High temperature steel made for lath cutting tools, which has darn little to do with knives, but allows you to really cook the blade in finishing after heat treat without annealing it. M-2 is perhaps a bit better in edge holding than D-2. It is also rather brittle and not recommended for large knives.
The first generally accepted knife makers' stainless and remains quite popular, particularly since the sub-zero process was developed to add toughness. On the grinder, it's gummy and gets hot fast, but it cuts a lot faster and easier than any of the carbon steels. Your belts will cut about 2 to 3 times as much 440-C than 0-1. Using hand hacksaws on it will wear out a lot of blades in a hurry. But with the proper care, good heat treating and finishing, 440C produces an excellent, serviceable and durable knife, even for the new knife maker.
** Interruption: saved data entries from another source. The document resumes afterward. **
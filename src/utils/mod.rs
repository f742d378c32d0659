//! Utilities
pub mod stats;
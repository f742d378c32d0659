//! Tensor initializers
use serde::{Deserialize, Serialize};
use tch::{nn::Path, Kind, Tensor};

/// Tensor initializers.
#[derive(Debug, Copy, Clone, PartialEq, Serialize, Deserialize)]
pub enum Initializer {
    /// Initialize to all zeros
    Zeros,
    /// Uniform distribution with variance scaled by the tensor dimensions.
    Uniform(VarianceScale),
    /// Normal distribution with variance scaled by the tensor dimensions.
    Normal(VarianceScale),
    /// Initialize as an orthogonal matrix.
    Orthogonal,
}

/// Defaults to `Uniform(FanAvg)` a.k.a. Glorot or Xavier initialization.
impl Default for Initializer {
    fn default() -> Self {
        Self::Uniform(VarianceScale::FanAvg)
    }
}

/// Variance scaling mode.
#[derive(Debug, Copy, Clone, PartialEq, Serialize, Deserialize)]
pub enum VarianceScale {
    /// Sampling variance equal to the given constant.
    Constant(f64),
    /// Variance `1 / fan_in`.
    FanIn,
    /// Variance `2 / (fan_in + fan_out)`.
    FanAvg,
}

impl VarianceScale {
    fn variance(self, fan_in: i64, fan_out: i64) -> f64 {
        match self {
            Self::Constant(v) => v,
            Self::FanIn => (fan_in as f64).recip(),
            Self::FanAvg => 2.0 / (fan_in + fan_out) as f64,
        }
    }
}

/// `(fan_in, fan_out)` for a weight shape `[out, in, ...]`.
fn fans(shape: &[i64]) -> (i64, i64) {
    let receptive: i64 = shape.iter().skip(2).product();
    let fan_in = shape.get(1).copied().unwrap_or(1) * receptive;
    let fan_out = shape.first().copied().unwrap_or(1) * receptive;
    (fan_in, fan_out)
}

impl Initializer {
    /// Create a trainable variable of the given shape in `path`.
    ///
    /// # Args
    /// * `path`   - Variable store path that owns the tensor.
    /// * `name`   - Variable name within `path`.
    /// * `shape`  - Tensor shape.
    /// * `fan_in` - Override the number of input features calculated from `shape`.
    pub fn add_tensor(&self, path: &Path, name: &str, shape: &[i64], fan_in: Option<i64>) -> Tensor {
        let tensor = tch::no_grad(|| self.build(shape, fan_in));
        path.var_copy(name, &tensor)
    }

    fn build(&self, shape: &[i64], fan_in: Option<i64>) -> Tensor {
        let options = (Kind::Float, tch::Device::Cpu);
        let (calc_fan_in, fan_out) = fans(shape);
        let fan_in = fan_in.unwrap_or(calc_fan_in);
        match self {
            Self::Zeros => Tensor::zeros(shape, options),
            Self::Uniform(scale) => {
                let lim = (3.0 * scale.variance(fan_in, fan_out)).sqrt();
                Tensor::empty(shape, options).uniform_(-lim, lim)
            }
            Self::Normal(scale) => {
                let stddev = scale.variance(fan_in, fan_out).sqrt();
                Tensor::empty(shape, options).normal_(0.0, stddev)
            }
            Self::Orthogonal => init_orthogonal(shape),
        }
    }
}

/// Orthogonal initialization following `torch.nn.init.orthogonal_`.
fn init_orthogonal(shape: &[i64]) -> Tensor {
    let options = (Kind::Float, tch::Device::Cpu);
    if shape.len() < 2 {
        return Initializer::default().build(shape, None);
    }
    let num_rows = shape[0];
    let num_cols: i64 = shape[1..].iter().product();
    let mut flattened = Tensor::empty(&[num_rows, num_cols], options).normal_(0.0, 1.0);
    if num_rows < num_cols {
        let _ = flattened.t_();
    }

    let (mut q, r) = Tensor::linalg_qr(&flattened, "reduced");
    q *= r.diag(0).sign();
    if num_rows < num_cols {
        let _ = q.t_();
    }
    // Copy so that the data is contiguous
    let mut out = Tensor::empty(shape, options);
    out.copy_(&q.reshape(shape));
    out
}

#[cfg(test)]
mod tests {
    use super::*;
    use rstest::rstest;
    use tch::{nn, Device};

    #[test]
    fn zeros() {
        let vs = nn::VarStore::new(Device::Cpu);
        let a = Initializer::Zeros.add_tensor(&vs.root(), "a", &[5], None);
        assert_eq!(a, Tensor::zeros(&[5], (Kind::Float, Device::Cpu)));
    }

    #[test]
    fn orthogonal_is_orthogonal() {
        let vs = nn::VarStore::new(Device::Cpu);
        let a = Initializer::Orthogonal.add_tensor(&vs.root(), "a", &[5, 5], None);
        assert!(a.matmul(&a.tr()).allclose(
            &Tensor::eye(5, (Kind::Float, Device::Cpu)),
            1e-4,
            1e-4,
            false
        ));
    }

    #[rstest]
    #[case(&[2, 3])]
    #[case(&[8, 2])]
    fn orthogonal_shape(#[case] shape: &[i64]) {
        let vs = nn::VarStore::new(Device::Cpu);
        let a = Initializer::Orthogonal.add_tensor(&vs.root(), "a", shape, None);
        assert_eq!(a.size(), shape);
    }

    #[test]
    fn fan_in_bounds() {
        // With fan_in of 1, max is sqrt(3) ~ 1.73
        let vs = nn::VarStore::new(Device::Cpu);
        let a = Initializer::Uniform(VarianceScale::FanIn).add_tensor(&vs.root(), "a", &[1, 100], Some(1));
        let max = a.max().double_value(&[]);
        assert!(max <= 1.74, "{:?}", max);
        assert!(max >= 1.73 * 0.75, "{:?}", max);
    }

    #[test]
    fn registered_as_trainable() {
        let vs = nn::VarStore::new(Device::Cpu);
        let a = Initializer::default().add_tensor(&vs.root(), "a", &[2, 2], None);
        assert!(a.requires_grad());
        assert_eq!(vs.trainable_variables().len(), 1);
    }
}
//! Categorical distribution
use tch::{Kind, Tensor};

/// Categorical distribution(s).
#[derive(Debug)]
pub struct Categorical {
    /// Log probability of each event.
    ///
    /// A tensor of shape `[BATCH_SHAPE.., NUM_EVENTS]`.
    logits: Tensor,
}

impl Categorical {
    /// Initialize from possibly unnormalized log probabilities.
    ///
    /// Events with `-inf` logits have zero probability.
    pub fn new(logits: &Tensor) -> Self {
        Self {
            logits: logits.log_softmax(-1, Kind::Float),
        }
    }

    /// Draw one event per batch element. `[BATCH_SHAPE..]`, `i64`
    pub fn sample(&self) -> Tensor {
        tch::no_grad(|| self.logits.exp().multinomial(1, true).squeeze_dim(-1))
    }

    /// Log probability of the given events.
    pub fn log_probs(&self, elements: &Tensor) -> Tensor {
        self.logits
            .gather(-1, &elements.unsqueeze(-1), false)
            .squeeze_dim(-1)
    }

    pub fn entropy(&self) -> Tensor {
        // Clamp to avoid 0 * -inf on impossible events
        let clamped_logits = self.logits.clamp_min(f64::from(f32::MIN));
        -(clamped_logits * self.logits.exp()).sum_dim_intlist(&[-1], false, Kind::Float)
    }
}

#[cfg(test)]
mod tests {
    use super::*;

    #[test]
    fn log_probs() {
        let logits = Tensor::of_slice(&[
            f32::NEG_INFINITY,
            0.0,
            f32::NEG_INFINITY,
            // elem: 2
            f32::NEG_INFINITY,
            0.0,
            0.0,
            // elem: 0
            -1.0,
            0.0,
            1.0,
        ])
        .reshape(&[-1, 3]);
        let distribution = Categorical::new(&logits);
        let elements = Tensor::of_slice(&[1_i64, 2, 0]);

        let log_normalizer = f32::ln(f32::exp(-1.0) + 1.0 + f32::exp(1.0));
        let expected = Tensor::of_slice(&[0.0, -f32::ln(2.0), -1.0 - log_normalizer]);
        assert!(distribution
            .log_probs(&elements)
            .allclose(&expected, 1e-5, 1e-5, false));
    }

    #[test]
    fn entropy_ignores_impossible_events() {
        let logits = Tensor::of_slice(&[0.0f32, 0.0, f32::NEG_INFINITY]).reshape(&[1, 3]);
        let entropy = Categorical::new(&logits).entropy();
        let expected = Tensor::of_slice(&[f32::ln(2.0)]);
        assert!(entropy.allclose(&expected, 1e-5, 1e-5, false));
    }

    #[test]
    fn samples_never_masked() {
        let logits = Tensor::of_slice(&[0.0f32, f32::NEG_INFINITY, 0.0, f32::NEG_INFINITY])
            .reshape(&[1, 4])
            .repeat(&[200, 1]);
        let samples = Vec::<i64>::from(&Categorical::new(&logits).sample());
        assert_eq!(samples.len(), 200);
        assert!(samples.iter().all(|&s| s == 0 || s == 2));
    }
}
Anneals at very low temperature. Please note that 440A and 440B are similar alloys, often confused with 440C, but not worth a damn for knife making use. Commercial knife companies often mark blades 440 when they're one of the less desirable versions, giving the real stuff a bad name. 440C is also available in more sizes and in more places than just about any stainless alloy suitable for knives. It is also essential to remember that collectors hate to see one of their prizes turn brown in the sheath, and 440C handles corrosion resistance very well. While the variation, 440-V doesn't seem to get quite as hard, but holds an edge for much longer and is much more difficult to grind.
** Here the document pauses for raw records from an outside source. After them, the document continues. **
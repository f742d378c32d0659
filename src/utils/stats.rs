//! Statistics utilities
use num_traits::{real::Real, Zero};
use std::iter::{Extend, FromIterator};

/// Online mean and variance calculation using Welford's Algorithm
#[derive(Debug, Copy, Clone, PartialEq, Eq, Hash)]
pub struct OnlineMeanVariance<T> {
    mean: T,
    squared_residual_sum: T,
    count: u64,
}

impl<T: Zero> Default for OnlineMeanVariance<T> {
    fn default() -> Self {
        Self {
            mean: T::zero(),
            squared_residual_sum: T::zero(),
            count: 0,
        }
    }
}

impl<T: Copy> OnlineMeanVariance<T> {
    /// Number of accumulated values.
    pub const fn count(&self) -> u64 {
        self.count
    }

    /// The mean of all accumulated values; `None` if there are none.
    pub fn mean(&self) -> Option<T> {
        (self.count > 0).then(|| self.mean)
    }
}

impl<T: Real> OnlineMeanVariance<T> {
    /// The (population) variance of all accumulated values; `None` if there are none.
    pub fn variance(&self) -> Option<T> {
        if self.count == 0 {
            return None;
        }
        T::from(self.count).map(|n| self.squared_residual_sum / n)
    }

    /// The (population) standard deviation of all accumulated values.
    pub fn stddev(&self) -> Option<T> {
        self.variance().map(T::sqrt)
    }

    /// Add a new value to the calculation.
    pub fn push(&mut self, value: T) {
        let residual_pre = value - self.mean;
        self.count += 1;
        let n = T::from(self.count).unwrap_or_else(T::one);
        self.mean = self.mean + residual_pre / n;
        let residual_post = value - self.mean;
        self.squared_residual_sum = self.squared_residual_sum + residual_pre * residual_post;
    }
}

impl<T: Real> Extend<T> for OnlineMeanVariance<T> {
    fn extend<I>(&mut self, iter: I)
    where
        I: IntoIterator<Item = T>,
    {
        for value in iter {
            self.push(value)
        }
    }
}

impl<T: Real> FromIterator<T> for OnlineMeanVariance<T> {
    fn from_iter<I>(iter: I) -> Self
    where
        I: IntoIterator<Item = T>,
    {
        let mut s = Self::default();
        s.extend(iter);
        s
    }
}

#[cfg(test)]
mod tests {
    use super::*;

    #[test]
    fn collect_f64() {
        let stats: OnlineMeanVariance<f64> = [1.0, 2.0, 3.0, 4.0].into_iter().collect();
        assert_eq!(stats.count(), 4);
        assert!((stats.mean().unwrap() - 2.5).abs() < 1e-8);
        assert!((stats.variance().unwrap() - 1.25).abs() < 1e-8);
    }

    #[test]
    fn empty_has_no_mean() {
        let stats = OnlineMeanVariance::<f32>::default();
        assert_eq!(stats.mean(), None);
        assert_eq!(stats.stddev(), None);
    }
}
Considered by many to be super-steel, if you can find some of the old production stock. The new batches are not manufactured to the standards that we've come to expect for knife steel. While excellent in use, 154 CM eats up the finest hacksaw blades in one across-the-bar cut of 1-1/2". It's machining and grinding qualities are similar to 440C and won't win it any awards for ease in working. In use though, this alloy has a definite advantage in both hardness and toughness over 440C. 154 CM is not an accepted standard grade designation, rather a manufacturers trade name.
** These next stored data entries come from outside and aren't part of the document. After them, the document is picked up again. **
//! Model checkpoints.
//!
//! A checkpoint is a directory holding one `tch` variable file per model and a JSON manifest
//! recording the epoch each model was saved at.
use serde::{Deserialize, Serialize};
use std::collections::BTreeMap;
use std::fs::{self, File};
use std::io::{self, BufReader, BufWriter};
use std::path::{Path, PathBuf};
use tch::nn::VarStore;
use tch::TchError;
use thiserror::Error;

const MANIFEST: &str = "manifest.json";

#[derive(Debug, Error)]
pub enum CheckpointError {
    #[error("file error {0}")]
    Io(#[from] io::Error),
    #[error("manifest (de)serialization error {0}")]
    Manifest(#[from] serde_json::Error),
    #[error("tensor file error {0}")]
    Torch(#[from] TchError),
    #[error("checkpoint {dir} has no model \"{name}\"")]
    MissingModel { dir: PathBuf, name: String },
}

/// Saved state of one model.
#[derive(Debug, Clone, PartialEq, Eq, Serialize, Deserialize)]
pub struct ModelEntry {
    /// File name relative to the checkpoint directory.
    pub file: String,
    pub epoch: usize,
}

/// Index of the models saved in a checkpoint directory.
#[derive(Debug, Default, Clone, PartialEq, Eq, Serialize, Deserialize)]
pub struct Manifest {
    pub models: BTreeMap<String, ModelEntry>,
}

impl Manifest {
    pub fn read<P: AsRef<Path>>(dir: P) -> Result<Self, CheckpointError> {
        let file = File::open(dir.as_ref().join(MANIFEST))?;
        Ok(serde_json::from_reader(BufReader::new(file))?)
    }

    pub fn write<P: AsRef<Path>>(&self, dir: P) -> Result<(), CheckpointError> {
        let file = File::create(dir.as_ref().join(MANIFEST))?;
        serde_json::to_writer_pretty(BufWriter::new(file), self)?;
        Ok(())
    }

    /// Epoch of the checkpoint: the latest epoch of any model.
    pub fn epoch(&self) -> usize {
        self.models.values().map(|entry| entry.epoch).max().unwrap_or(0)
    }
}

/// Save named models into `dir`, creating it if necessary.
pub fn save_models<P: AsRef<Path>>(
    dir: P,
    epoch: usize,
    models: &[(&str, &VarStore)],
) -> Result<(), CheckpointError> {
    let dir = dir.as_ref();
    fs::create_dir_all(dir)?;
    let mut manifest = Manifest::default();
    for (name, vs) in models {
        let file = format!("{}.ot", name);
        vs.save(dir.join(&file))?;
        manifest
            .models
            .insert((*name).to_string(), ModelEntry { file, epoch });
    }
    manifest.write(dir)?;
    log::info!("saved checkpoint of epoch {} to {}", epoch, dir.display());
    Ok(())
}

/// Load named models from `dir`.
///
/// Variables are matched by name. Variables missing from the saved file keep their current
/// values and are reported with a warning.
///
/// # Returns
/// The checkpoint epoch.
pub fn load_models<P: AsRef<Path>>(
    dir: P,
    models: &mut [(&str, &mut VarStore)],
) -> Result<usize, CheckpointError> {
    let dir = dir.as_ref();
    let manifest = Manifest::read(dir)?;
    for (name, vs) in models.iter_mut() {
        let entry = manifest
            .models
            .get(*name)
            .ok_or_else(|| CheckpointError::MissingModel {
                dir: dir.to_path_buf(),
                name: (*name).to_string(),
            })?;
        let missing = vs.load_partial(dir.join(&entry.file))?;
        if !missing.is_empty() {
            log::warn!(
                "{}: {} variables not in checkpoint, keeping current values: {:?}",
                name,
                missing.len(),
                missing
            );
        }
    }
    let epoch = manifest.epoch();
    log::info!("loaded checkpoint of epoch {} from {}", epoch, dir.display());
    Ok(epoch)
}

#[cfg(test)]
mod tests {
    use super::*;
    use tch::{nn, Device, Kind, Tensor};

    fn temp_dir(name: &str) -> PathBuf {
        std::env::temp_dir().join(format!("confignav-{}-{}", name, std::process::id()))
    }

    #[test]
    fn save_load_round_trip() {
        let dir = temp_dir("checkpoint");
        let source = nn::VarStore::new(Device::Cpu);
        let x = source.root().var("x", &[3], nn::Init::Randn { mean: 0.0, stdev: 1.0 });
        save_models(&dir, 7, &[("encoder", &source)]).unwrap();

        let mut target = nn::VarStore::new(Device::Cpu);
        let y = target.root().var("x", &[3], nn::Init::Const(0.0));
        let extra = target.root().var("extra", &[2], nn::Init::Const(1.0));
        let epoch = load_models(&dir, &mut [("encoder", &mut target)]).unwrap();

        assert_eq!(epoch, 7);
        assert!(y.allclose(&x, 0.0, 0.0, false));
        assert!(extra.allclose(&Tensor::ones(&[2], (Kind::Float, Device::Cpu)), 0.0, 0.0, false));
        fs::remove_dir_all(&dir).unwrap();
    }

    #[test]
    fn missing_model_is_an_error() {
        let dir = temp_dir("checkpoint-missing");
        let source = nn::VarStore::new(Device::Cpu);
        let _ = source.root().var("x", &[1], nn::Init::Const(0.0));
        save_models(&dir, 1, &[("encoder", &source)]).unwrap();

        let mut target = nn::VarStore::new(Device::Cpu);
        let result = load_models(&dir, &mut [("decoder", &mut target)]);
        assert!(matches!(result, Err(CheckpointError::MissingModel { .. })));
        fs::remove_dir_all(&dir).unwrap();
    }
}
Japanese made stainless considered the equal of 154 CM. Import restrictions have been eased somewhat, although they were forced to raise the price by 50%. Cleaner than the 154 CM. (154 CM is no longer used in government specified applications and is not the vacuum melt product that we once appreciated.) ATS-34 is virtually the exact same alloy as 154 CM, minus 0.04% of one of the less essential elements. ATS-34 is double vacuum melted and very clean. It also comes with a hard, black skin that will put a shine on your grinding belt before you know it. We recommend knocking the skin off with old belts before tapering the tang or Vee grinding. One fellow tried to take the skin off with an industrial motor driven wire brush wheel. All he did was polish it. We now stock a belt the is specifically designed to remove this scale. ATS-34 is a trade name. The three, 154 CM, ATS-34 and 440-C, all have a small, reddish spark that has a distinct, but hard to see carbon fork. ATS-34 is also a trade name. That super hard black skin on some of these steels, as well as forging scale, can be "pickled" to remove it. Buy a gallon of inexpensive white vinegar, and leave the steel in it overnight. Works like magic. If it doesn't work, or makes the shop smell like a salad, blame Doug Brack, who gave me this hint.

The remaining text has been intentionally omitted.